Although it's an easy, beautiful, and relatively flat trail overall, the Naugatuck-to-western-outskirts-of-Naugatuck part of the Larkin Bridle trail is a little more challenging, isolated, and wild, whereas the west-of-Naugatuck to Southbury part of Larkin Bridle is wider, flatter, and more accessible.
Personally, I am not big on technical/single track bike riding, so I experimented with Larkin Bridle until I found just the right section to become my regular ride. For me, that's definitely the flatter, wider, less technical portion. These coordinates (41.474814, -73.117086) will take you to a very quiet, non-residential road with a turnout that allows for three or four cars to park in front of the wide gate that marks the path. (There's a marshy pond nearby where you might hear ducks quacking.) This is the point on Larkin Bridle where it become an excellent trail not only for comfort-minded fitness bike riders like me, but also a great walking path, especially for my dad, who is older.

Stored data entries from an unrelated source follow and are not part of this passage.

impl BatchConfig {
    /// The maximum number of spans exported in one batch.
    pub fn batch_size(&self) -> usize {
        self.batch_size
    }

    /// The delay after which a partial batch is exported.
    pub fn schedule_delay(&self) -> Duration {
        self.schedule_delay
    }
}

/// A builder for creating [`BatchConfig`] instances.
#[derive(Debug)]
pub struct BatchConfigBuilder {
    batch_size: usize,
    schedule_delay: Duration,
}

impl Default for BatchConfigBuilder {
    /// Create a new [`BatchConfigBuilder`] initialized with default batch config values as per the specs.
    /// The values are overridden by environment variables if set.
    /// The supported environment variables are:
    /// * `COZELOOP_TRACE_BATCH_SIZE`
    /// * `COZELOOP_TRACE_SCHEDULE_DELAY`
    fn default() -> Self {
        BatchConfigBuilder {
            batch_size: COZELOOP_TRACE_BATCH_SIZE_DEFAULT,
            schedule_delay: Duration::from_millis(COZELOOP_TRACE_SCHEDULE_DELAY_DEFAULT),
        }
        .init_from_env_vars()
    }
}

impl BatchConfigBuilder {
    /// Set the maximum number of spans exported in one batch. Zero is
    /// treated as one.
    pub fn with_batch_size(mut self, batch_size: usize) -> Self {
        self.batch_size = batch_size;
        self
    }

    /// Set the delay after which a partial batch is exported.
    pub fn with_schedule_delay(mut self, schedule_delay: Duration) -> Self {
        self.schedule_delay = schedule_delay;
        self
    }

    /// Builds a `BatchConfig` enforcing the following invariants:
    /// * `batch_size` is at least one.
    pub fn build(self) -> BatchConfig {
        BatchConfig {
            batch_size: self.batch_size.max(1),
            schedule_delay: self.schedule_delay,
        }
    }

    fn init_from_env_vars(mut self) -> Self {
        if let Some(batch_size) = env::var(COZELOOP_TRACE_BATCH_SIZE)
            .ok()
            .and_then(|batch_size| usize::from_str(&batch_size).ok())
        {
            self.batch_size = batch_size;
        }

        if let Some(schedule_delay) = env::var(COZELOOP_TRACE_SCHEDULE_DELAY)
            .ok()
            .and_then(|delay| u64::from_str(&delay).ok())
        {
            self.schedule_delay = Duration::from_millis(schedule_delay);
        }

        self
    }
}

#[cfg(test)]
mod tests {
    use super::*;
    use crate::export::ExportResult;
    use crate::trace::{InMemorySpanExporter, TracerProvider};
    use std::sync::atomic::AtomicUsize;

    #[test]
    fn test_default_batch_config_adheres_to_specification() {
        let env_vars = vec![COZELOOP_TRACE_BATCH_SIZE, COZELOOP_TRACE_SCHEDULE_DELAY];
        let config = temp_env::with_vars_unset(env_vars, BatchConfig::default);

        assert_eq!(config.batch_size, COZELOOP_TRACE_BATCH_SIZE_DEFAULT);
        assert_eq!(
            config.schedule_delay,
            Duration::from_millis(COZELOOP_TRACE_SCHEDULE_DELAY_DEFAULT)
        );
    }

    #[test]
    fn test_batch_config_configurable_by_env_vars() {
        let env_vars = vec![
            (COZELOOP_TRACE_BATCH_SIZE, Some("20")),
            (COZELOOP_TRACE_SCHEDULE_DELAY, Some("2000")),
        ];
        let config = temp_env::with_vars(env_vars, BatchConfig::default);

        assert_eq!(config.batch_size, 20);
        assert_eq!(config.schedule_delay, Duration::from_millis(2000));
    }

    #[test]
    fn test_batch_config_invalid_env_vars_fall_back_to_defaults() {
        let env_vars = vec![
            (COZELOOP_TRACE_BATCH_SIZE, Some("many")),
            (COZELOOP_TRACE_SCHEDULE_DELAY, Some("-1")),
        ];
        let config = temp_env::with_vars(env_vars, BatchConfig::default);

        assert_eq!(config.batch_size, COZELOOP_TRACE_BATCH_SIZE_DEFAULT);
        assert_eq!(
            config.schedule_delay,
            Duration::from_millis(COZELOOP_TRACE_SCHEDULE_DELAY_DEFAULT)
        );
    }

    #[test]
    fn test_batch_config_builder_overrides_env() {
        let env_vars = vec![(COZELOOP_TRACE_BATCH_SIZE, Some("20"))];
        let config = temp_env::with_vars(env_vars, || {
            BatchConfigBuilder::default()
                .with_batch_size(0)
                .with_schedule_delay(Duration::from_millis(10))
                .build()
        });

        assert_eq!(config.batch_size(), 1);
        assert_eq!(config.schedule_delay(), Duration::from_millis(10));
    }

    fn batch_provider(batch_size: usize) -> (TracerProvider, InMemorySpanExporter) {
        let exporter = InMemorySpanExporter::default();
        let config = BatchConfigBuilder::default()
            .with_batch_size(batch_size)
            .with_schedule_delay(Duration::from_secs(30))
            .build();
        let processor = BatchSpanProcessor::builder(exporter.clone())
            .with_batch_config(config)
            .build()
            .unwrap();
        let provider = TracerProvider::builder()
            .with_span_processor(processor)
            .build();
        (provider, exporter)
    }

    #[tokio::test(start_paused = true)]
    async fn batch_processor_exports_on_flush() {
        let (provider, exporter) = batch_provider(10);
        let tracer = provider.tracer();
        tracer.start_with_context("a", &Context::new()).end();
        tracer.start_with_context("b", &Context::new()).end();
        assert!(exporter.get_finished_spans().unwrap().is_empty());

        provider.force_flush().await.unwrap();
        let names: Vec<_> = exporter
            .get_finished_spans()
            .unwrap()
            .into_iter()
            .map(|span| span.name)
            .collect();
        assert_eq!(names, vec!["a", "b"]);
    }

    #[tokio::test(start_paused = true)]
    async fn batch_processor_exports_after_schedule_delay() {
        let (provider, exporter) = batch_provider(10);
        provider
            .tracer()
            .start_with_context("slow", &Context::new())
            .end();

        tokio::time::sleep(Duration::from_secs(31)).await;
        assert_eq!(exporter.get_finished_spans().unwrap().len(), 1);
    }

    #[tokio::test(start_paused = true)]
    async fn batch_processor_drops_spans_after_shutdown() {
        let exporter = InMemorySpanExporter::default();
        let processor = BatchSpanProcessor::builder(exporter.clone()).build().unwrap();
        processor.shutdown().await.unwrap();
        assert!(matches!(
            processor.shutdown().await,
            Err(LoopSdkError::AlreadyShutdown)
        ));

        let provider = TracerProvider::builder().build();
        let span = provider.tracer().start_with_context("late", &Context::new());
        processor.on_end(span.exported_data().unwrap());
        assert!(exporter.get_finished_spans().unwrap().is_empty());
    }

    #[derive(Debug, Default)]
    struct FailingExporter {
        calls: Arc<AtomicUsize>,
    }

    impl SpanExporter for FailingExporter {
        fn export(&self, _batch: Vec<SpanData>) -> BoxFuture<'static, ExportResult> {
            self.calls.fetch_add(1, Ordering::SeqCst);
            async { Err(TraceError::from("report rejected")) }.boxed()
        }
    }

    #[tokio::test(start_paused = true)]
    async fn flush_surfaces_export_error() {
        let exporter = FailingExporter::default();
        let calls = exporter.calls.clone();
        let processor = BatchSpanProcessor::builder(exporter).build().unwrap();
        let provider = TracerProvider::builder()
            .with_span_processor(processor)
            .build();
        provider
            .tracer()
            .start_with_context("doomed", &Context::new())
            .end();

        let err = provider.force_flush().await.unwrap_err();
        assert!(err.to_string().contains("report rejected"));
        assert_eq!(calls.load(Ordering::SeqCst), 1);
    }

    #[test]
    fn builder_outside_runtime_fails() {
        let result = BatchSpanProcessor::builder(InMemorySpanExporter::default()).build();
        assert!(matches!(result, Err(LoopSdkError::RuntimeUnavailable(_))));
    }
}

From the coordinates above to Southbury it is about 5.5 miles, one way. You'll be on a wide path with a mix of hard pack dirt and gravel. Very easy and flat, unless it's been raining for a few days, in which case some parts can get a bit muddy. Overall, this part of the path is shady and well maintained with beautiful, tall trees, occasional bodies of water, and interesting rock formations. Just gorgeous! On this part of the trail, you can relax and pass people easily. Would be wonderful for a post-Thanksgiving dinner walk or a ramble with the dog. The Naugatuck-to-western-outskirts of Naugatuck portion of Larkin Bridle, by contrast, while still very doable on a bike, is much more weedy, woodsy, and rocky, with brief portions that have very steep ups-and-downs near road crossings. For a more relaxing experience, I recommend the west-of-Naugatuck to Southbury portion, starting at the coordinates above and heading toward Southbury.